In order to understand the biological information processing systems created by evolution, we focus on three factors: The first is how efficiently the systems are designed (information-theoretic optimality). The second is how the systems are constrained by physical and chemical laws (physico-chemical constraints). The last is how the systems have been realized by balancing the two factors in the evolutionary process (evolvability and self-reproducibility). To unveil the principles of biological information processing, we are developing mathematical and informatic methods to deal with these problems and applying them to various phenomena, including chemical reaction networks, chemotaxis, collective behaviors, immunity, olfaction, and development.

Recent advancements in imaging and sequencing technologies have enabled us to measure the quantitative and dynamical properties of diverse and complex biological systems. We are developing new techniques for quantitative data analysis and bioinformatics being necessary for elucidating various properties of biological systems from such data based on machine learning and deep learning techniques.

Compared to engineering systems, biological systems have countless aspects that make us think "they are very well designed." However, to answer whether the behavior of living organisms is indeed well designed, it is necessary to understand how close the functions they realize are to being optimal. We are constructing theories to handle the optimality of biological functions and information processing by integrating optimization theories such as information theory and control theory, along with physical theories like non-equilibrium thermodynamics. Furthermore, we are verifying the optimality of living organisms by comparing these theoretical results with quantitative measurements in various biological systems, including the immune system and olfactory system.

Just as engineering systems are made up of electrical circuits and machinery, biological cells, the building blocks of biological systems, are composed of networks (circuits) of chemical reactions. The network structure determines the functions of biological systems, and the dynamics of networks being generally non-equilibrium are strongly constrained by physicochemical laws and non-equilibrium thermodynamic characteristics. We are developing methods that combine network theory with non-equilibrium thermodynamics to understand how the functions and possible behaviors of biological systems are constrained by the laws of physics and chemistry.

Biological systems possess the ability to adapt flexibly to ever-changing environment.
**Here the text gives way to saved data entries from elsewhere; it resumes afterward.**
//! Remote configuration service module facade.
//!
//! Re-exports the service handle together with its construction-time
//! configuration, lifecycle state and event listener hooks.

pub(crate) mod config;
mod core;
pub(crate) mod events;
pub(crate) mod state;

pub use config::{ServiceConfig, DEFAULT_BUILD_VERSION};
pub use core::*;
pub use events::{CountingEvents, RemoteConfigEvents};
pub use state::{ServiceSnapshot, ServiceState};
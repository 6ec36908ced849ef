//! Import merging.
//!
//! A mapping carrying an `import` key pulls in the top-level keys of the
//! referenced file. Nested mappings (and mappings inside sequences) are
//! resolved before the mapping that contains them, always against the
//! directory of the file being resolved.

use crate::document::{self, Tree, key_label, untagged, untagged_mut};
use crate::error::{Error, Result};
use crate::paths;
use serde_yaml::Value;
use std::path::Path;
use tracing::debug;

/// Reserved key naming a file to merge into the enclosing mapping.
pub const IMPORT_KEY: &str = "import";

/// Resolve every `import` key in `tree`, merging imported documents in place.
///
/// Imported documents are merged as-is: `import` keys inside them are not
/// followed. A key collision aborts with [`Error::DuplicateKey`]; keys merged
/// before the collision remain in the tree.
pub fn resolve_imports(tree: &mut Tree, base_dir: &Path) -> Result<()> {
    for value in tree.values_mut() {
        match untagged_mut(value) {
            Value::Mapping(map) => resolve_imports(map, base_dir)?,
            Value::Sequence(items) => {
                for item in items.iter_mut() {
                    if let Value::Mapping(map) = untagged_mut(item) {
                        resolve_imports(map, base_dir)?;
                    }
                }
            }
            _ => {}
        }
    }

    let reference = match tree.get(IMPORT_KEY).map(untagged) {
        None => return Ok(()),
        Some(Value::String(reference)) => reference.clone(),
        Some(other) => {
            return Err(Error::InvalidImport {
                found: value_kind(other).to_string(),
            });
        }
    };

    let path = paths::resolve(base_dir, &reference);
    let imported = document::load(&path).map_err(|source| Error::Import {
        reference: reference.clone(),
        path: path.clone(),
        source: Box::new(source),
    })?;

    tree.shift_remove(IMPORT_KEY);
    debug!(path = %path.display(), keys = imported.len(), "Merging import");

    merge_disjoint(tree, imported)
}

/// Insert every entry of `imported` into `tree`, refusing to overwrite.
fn merge_disjoint(tree: &mut Tree, imported: Tree) -> Result<()> {
    for (key, value) in imported {
        if tree.contains_key(&key) {
            return Err(Error::DuplicateKey {
                key: key_label(&key),
            });
        }
        tree.insert(key, value);
    }
    Ok(())
}

fn value_kind(value: &Value) -> &'static str {
    match value {
        Value::Null => "null",
        Value::Bool(_) => "a boolean",
        Value::Number(_) => "a number",
        Value::String(_) => "a string",
        Value::Sequence(_) => "a sequence",
        Value::Mapping(_) => "a mapping",
        Value::Tagged(tagged) => value_kind(&tagged.value),
    }
}
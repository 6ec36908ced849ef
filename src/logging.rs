//! Logging setup for the command-line tool.
//!
//! The library only emits `tracing` events; installing a subscriber is left
//! to the binary. `RUST_LOG` takes precedence over `--verbose` when set.

use anyhow::Result;
use std::fs::OpenOptions;
use std::path::PathBuf;
use tracing_subscriber::{EnvFilter, FmtSubscriber};

/// Where log output goes.
#[derive(Debug, Clone, PartialEq, Eq)]
pub enum LogTarget {
    Off,
    Stdout,
    Stderr,
    /// Append to a file, without ANSI colors.
    File(PathBuf),
}

impl LogTarget {
    /// Parse a `--log` value: `0`/`off`, `1`/`stdout`, `2`/`stderr`, or a filename.
    pub fn parse(s: &str) -> Self {
        match s {
            "0" | "off" => LogTarget::Off,
            "1" | "stdout" => LogTarget::Stdout,
            "2" | "stderr" => LogTarget::Stderr,
            filename => LogTarget::File(PathBuf::from(filename)),
        }
    }
}

fn env_filter(verbose: bool) -> EnvFilter {
    let default = if verbose { "debug" } else { "info" };
    EnvFilter::try_from_default_env().unwrap_or_else(|_| EnvFilter::new(default))
}

/// Install the global subscriber for `target`.
pub fn init(target: &LogTarget, verbose: bool) -> Result<()> {
    match target {
        LogTarget::Off => {}
        LogTarget::Stdout => {
            let subscriber = FmtSubscriber::builder()
                .with_env_filter(env_filter(verbose))
                .with_writer(std::io::stdout)
                .finish();
            tracing::subscriber::set_global_default(subscriber)?;
        }
        LogTarget::Stderr => {
            let subscriber = FmtSubscriber::builder()
                .with_env_filter(env_filter(verbose))
                .with_writer(std::io::stderr)
                .finish();
            tracing::subscriber::set_global_default(subscriber)?;
        }
        LogTarget::File(path) => {
            let file = OpenOptions::new().create(true).append(true).open(path)?;
            let subscriber = FmtSubscriber::builder()
                .with_env_filter(env_filter(verbose))
                .with_writer(file)
                .with_ansi(false)
                .finish();
            tracing::subscriber::set_global_default(subscriber)?;
        }
    }
    Ok(())
}
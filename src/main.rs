//! yaml-import
//!
//! Resolves imports and placeholders in a YAML file and prints the result.

use anyhow::{Context, Result};
use clap::Parser;
use std::io::Write;
use tracing::info;
use yaml_import::cli::Cli;
use yaml_import::logging;

fn main() -> Result<()> {
    let cli = Cli::parse();

    logging::init(&cli.log_target(), cli.verbose)?;

    let tree = yaml_import::resolve_file(&cli.file)
        .with_context(|| format!("Failed to resolve {}", cli.file.display()))?;
    let rendered = cli.format.render(&tree)?;

    match cli.output {
        Some(ref path) => {
            std::fs::write(path, &rendered)
                .with_context(|| format!("Failed to write {}", path.display()))?;
            info!(path = %path.display(), "Wrote resolved document");
        }
        None => {
            let mut stdout = std::io::stdout().lock();
            stdout.write_all(rendered.as_bytes())?;
            stdout.flush()?;
        }
    }

    Ok(())
}
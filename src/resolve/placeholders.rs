//! Placeholder substitution.
//!
//! String values may embed `{{ dotted.key.path }}` tokens. Each token is
//! replaced by the string form of the value found at that path, looked up
//! from the document root. Only mapping values are scanned; strings inside
//! sequences are left untouched.

use crate::document::{Tree, untagged, untagged_mut};
use crate::error::{Error, Result};
use serde_yaml::Value;
use tracing::trace;

/// Opening placeholder delimiter.
pub const OPEN: &str = "{{";
/// Closing placeholder delimiter.
pub const CLOSE: &str = "}}";

/// Expand every templated string value reachable through mappings of `tree`.
///
/// Lookups go against `root`, which stays fixed for the whole walk. A string
/// is only treated as a template if it contains both delimiters.
pub fn resolve_placeholders(tree: &mut Tree, root: &Tree) -> Result<()> {
    for value in tree.values_mut() {
        match untagged_mut(value) {
            Value::String(text) if text.contains(OPEN) && text.contains(CLOSE) => {
                let expanded = expand(text, root)?;
                trace!(template = %text, expanded = %expanded, "Expanded placeholder");
                *text = expanded;
            }
            Value::Mapping(map) => resolve_placeholders(map, root)?,
            _ => {}
        }
    }
    Ok(())
}

/// Expand all tokens in `template`, left to right.
///
/// Literal text between tokens is copied unchanged. Whitespace inside the
/// delimiters is trimmed before lookup.
///
/// # Example
/// ```
/// use yaml_import::Tree;
/// use yaml_import::resolve::expand;
///
/// let root: Tree = serde_yaml::from_str("{a: 1, b: {c: two}}").unwrap();
/// assert_eq!(expand("{{a}}-{{ b.c }}", &root).unwrap(), "1-two");
/// ```
pub fn expand(template: &str, root: &Tree) -> Result<String> {
    let mut result = String::with_capacity(template.len());
    let mut rest = template;

    loop {
        let Some(open) = rest.find(OPEN) else {
            result.push_str(rest);
            break;
        };
        result.push_str(&rest[..open]);

        let inner = &rest[open + OPEN.len()..];
        let Some(close) = inner.find(CLOSE) else {
            return Err(Error::UnmatchedDelimiter {
                template: template.to_string(),
            });
        };

        let key = inner[..close].trim();
        push_rendered(&mut result, lookup(root, key)?)?;

        rest = &inner[close + CLOSE.len()..];
    }

    Ok(result)
}

/// Look up a dotted key path from the root of a document.
pub fn lookup<'a>(root: &'a Tree, path: &str) -> Result<&'a Value> {
    lookup_in(root, path, path)
}

fn lookup_in<'a>(map: &'a Tree, remaining: &str, path: &str) -> Result<&'a Value> {
    let (segment, rest) = match remaining.split_once('.') {
        Some((segment, rest)) => (segment, Some(rest)),
        None => (remaining, None),
    };

    let value = map.get(segment).ok_or_else(|| Error::KeyNotFound {
        path: path.to_string(),
        segment: segment.to_string(),
    })?;

    match (rest, untagged(value)) {
        (None, value) => Ok(value),
        (Some(rest), Value::Mapping(nested)) => lookup_in(nested, rest, path),
        (Some(_), _) => Err(Error::NotAMapping {
            path: path.to_string(),
            segment: segment.to_string(),
        }),
    }
}

/// Append the canonical string form of a value.
///
/// Scalars render as their literal YAML text (`.inf`, `.nan` included) and
/// tags are dropped. Sequences and mappings render as compact JSON.
fn push_rendered(out: &mut String, value: &Value) -> Result<()> {
    match untagged(value) {
        Value::String(s) => out.push_str(s),
        Value::Null => out.push_str("null"),
        Value::Bool(b) => out.push_str(if *b { "true" } else { "false" }),
        Value::Number(n) => out.push_str(&n.to_string()),
        collection => out.push_str(&serde_json::to_string(collection).map_err(Error::Json)?),
    }
    Ok(())
}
Darwinian evolution, based on natural selection, is one of the fundamental mechanisms for adaptation. On the other hand, biological systems have developed organs such as the brain that actively sense and predict environmental changes, allowing them to choose adaptive states in advance. How are these two adaptive mechanisms related? We are working on the construction and application of a unified theory of adaptation in living organisms by theoretically integrating these two adaptive mechanisms using the information-theoretic variational structure common to both Darwinian natural selection and predictive information processing.